Before her bestseller, Elizabeth Strout wrote in secret. She didn’t attend writing seminars until later in life. Instead, she pursued law—and a bouquet of ill-fitting jobs—while sending stories to magazines and enduring endless rejections. Her world upended in 1998 with the publication of Amy and Isabelle, a rollicking success that was followed eight years later by the bestseller Abide with Me, which further cemented her reputation. Olive Kitteridge, the 52-year-old author’s unusual new novel, is actually a series of unflinching, interconnected stories linked by the centrifugal force of its title character. Victoria Lautman interviewed Strout, who spoke by phone from her home in New York.

Q: Olive Kitteridge is a fantastically brash, nosy, and resentful nuisance. How did she materialize?
A:
The first Olive story came to me years ago, very directly, when I was writing Abide with Me. I wrote bits of her story and realized I’d be writing more about her for some time. Most of these stories were written in a Provincetown cottage without TV or radio during an intense summer of 2006, and I was aware that Olive was such a powerful person on the page that a whole novel of her would just be too much. She demanded a different kind of form. She needs to come in episodes, not head-on every time, because I think she’s just too much to take!

Q: She certainly isn’t lovable…
A:
Well, she’s tremendously selfish, but also very perceptive. And she has a true capacity for empathy, yet her own fears and lack of self-awareness make her at times almost cruel. But I was interested in not being careful, not protecting her or consciously trying to make her more likable. If I’d done that I would have missed the mark. I kept thinking, Don’t back away from this… go with it.

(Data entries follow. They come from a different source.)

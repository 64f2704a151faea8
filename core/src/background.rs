// Background system implementation
use crate::{Om1Error, Result};
use async_trait::async_trait;
use dashmap::mapref::entry::Entry;
use dashmap::DashMap;
use std::sync::Arc;
use tracing::{info, warn};

/// A long-lived component owned by the agent runtime.
///
/// Backgrounds do their setup at construction time (see
/// [`BackgroundRegistry`](crate::BackgroundRegistry)); the runtime only probes
/// them and tears them down.
#[cfg_attr(test, mockall::automock)]
#[async_trait]
pub trait Background: Send + Sync {
    fn name(&self) -> String;
    async fn health(&self) -> Result<bool>;
    async fn shutdown(&mut self) -> Result<()>;
}

/// Background Manager
pub struct BackgroundManager {
    backgrounds: Arc<DashMap<String, Box<dyn Background>>>,
}

impl Default for BackgroundManager {
    fn default() -> Self {
        Self::new()
    }
}

impl BackgroundManager {
    pub fn new() -> Self {
        Self {
            backgrounds: Arc::new(DashMap::new()),
        }
    }

    /// Register a running background under its own name.
    ///
    /// Names are unique. A second background with a registered name is
    /// rejected and dropped without being shut down, so anything it shares
    /// with the registered one keeps running.
    pub async fn register(&self, background: Box<dyn Background>) -> Result<()> {
        let name = background.name();
        match self.backgrounds.entry(name.clone()) {
            Entry::Occupied(_) => {
                warn!(target: "background", background = %name, "Background already registered");
                Err(Om1Error::BackgroundError(format!(
                    "Background {} already registered",
                    name
                )))
            }
            Entry::Vacant(slot) => {
                slot.insert(background);
                info!(target: "background", background = %name, "Registered background");
                Ok(())
            }
        }
    }

    /// Check background health status
    pub async fn check_health(&self, name: &str) -> Result<bool> {
        if let Some(background) = self.backgrounds.get(name) {
            background.value().health().await
        } else {
            Err(Om1Error::BackgroundError(format!(
                "Background {} not found",
                name
            )))
        }
    }

    pub fn names(&self) -> Vec<String> {
        let mut names: Vec<String> = self.backgrounds.iter().map(|e| e.key().clone()).collect();
        names.sort();
        names
    }

    pub fn len(&self) -> usize {
        self.backgrounds.len()
    }

    pub fn is_empty(&self) -> bool {
        self.backgrounds.is_empty()
    }

    pub async fn shutdown(&self) -> Result<()> {
        info!("Background Manager shutting down");

        // Drain first so no shard lock is held across an await.
        let names = self.names();
        for name in names {
            if let Some((_, mut background)) = self.backgrounds.remove(&name) {
                if let Err(e) = background.shutdown().await {
                    warn!("Error shutting down background {}: {}", name, e);
                }
            }
        }

        Ok(())
    }
}

#[cfg(test)]
mod tests {
    use super::*;

    fn mock_named(name: &'static str) -> MockBackground {
        let mut bg = MockBackground::new();
        bg.expect_name().return_const(name.to_string());
        bg
    }

    #[tokio::test]
    async fn test_register_and_check_health() {
        let manager = BackgroundManager::new();
        let mut bg = mock_named("speaker");
        bg.expect_health().times(1).returning(|| Ok(true));
        bg.expect_shutdown().returning(|| Ok(()));

        manager.register(Box::new(bg)).await.unwrap();

        assert_eq!(manager.names(), vec!["speaker".to_string()]);
        assert!(manager.check_health("speaker").await.unwrap());
    }

    #[tokio::test]
    async fn test_check_health_unknown() {
        let manager = BackgroundManager::new();
        let err = manager.check_health("missing").await.unwrap_err();
        assert!(matches!(err, Om1Error::BackgroundError(_)));
    }

    #[tokio::test]
    async fn test_shutdown_continues_after_error() {
        let manager = BackgroundManager::new();

        let mut failing = mock_named("a");
        failing
            .expect_shutdown()
            .times(1)
            .returning(|| Err(Om1Error::BackgroundError("boom".into())));
        let mut ok = mock_named("b");
        ok.expect_shutdown().times(1).returning(|| Ok(()));

        manager.register(Box::new(failing)).await.unwrap();
        manager.register(Box::new(ok)).await.unwrap();

        manager.shutdown().await.unwrap();
        assert!(manager.is_empty());
    }

    #[tokio::test]
    async fn test_register_rejects_duplicate_name() {
        let manager = BackgroundManager::new();

        let mut first = mock_named("tts");
        first.expect_health().times(1).returning(|| Ok(true));
        first.expect_shutdown().times(1).returning(|| Ok(()));
        let mut second = mock_named("tts");
        second.expect_shutdown().never();

        manager.register(Box::new(first)).await.unwrap();
        let err = manager.register(Box::new(second)).await.unwrap_err();
        assert!(matches!(err, Om1Error::BackgroundError(_)));
        assert_eq!(manager.len(), 1);
        assert!(manager.check_health("tts").await.unwrap());

        manager.shutdown().await.unwrap();
    }
}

Q: I’d say you went to the edge quite a lot in the book: suicide, alcoholism, anorexia, adultery… a real laundry list of human frailties and failings.
A:
I don’t mean to be dark, I really don’t, and I do think there’s always a redemptive moment. I’m going there intuitively. For the suicide thing—my grandfather did commit suicide, and I’ve noticed during my adult life that the impact of that kind of death goes right down through the generations. I understood that it would have to show up in some way.

Q: Another standout is that many of the characters are elderly, with fears of loneliness, illness, and abandonment. Are these your worries, too?
A:
I did notice a few years ago that most people now seem younger than me, and I thought, Wow, those 20 years sure went fast! So there is some sense of looking down the road. But some years ago, a woman thanked me for writing about an older character in a story, someone she could relate to, and I’ve had that remark in my mind.

Q: Besides the shortest career ever as a lawyer—six months—you also did a stint in a standup comedy class. For someone with extreme stage fright, that must have been a jolt.
A:
I swear, it took years off my life, but it was so helpful to me. I’d worked and worked at the craft of writing but couldn’t break through to my honest story. I’m interested in comedy because I believe we laugh at things we find true, and I wondered what would come out of my mouth under pressure. At graduation, we each performed during one night at a club.

Q: So how’d you do?
A:
I literally nearly died from fear. But someone in the front row laughed, and I felt almost an erotic love for that person.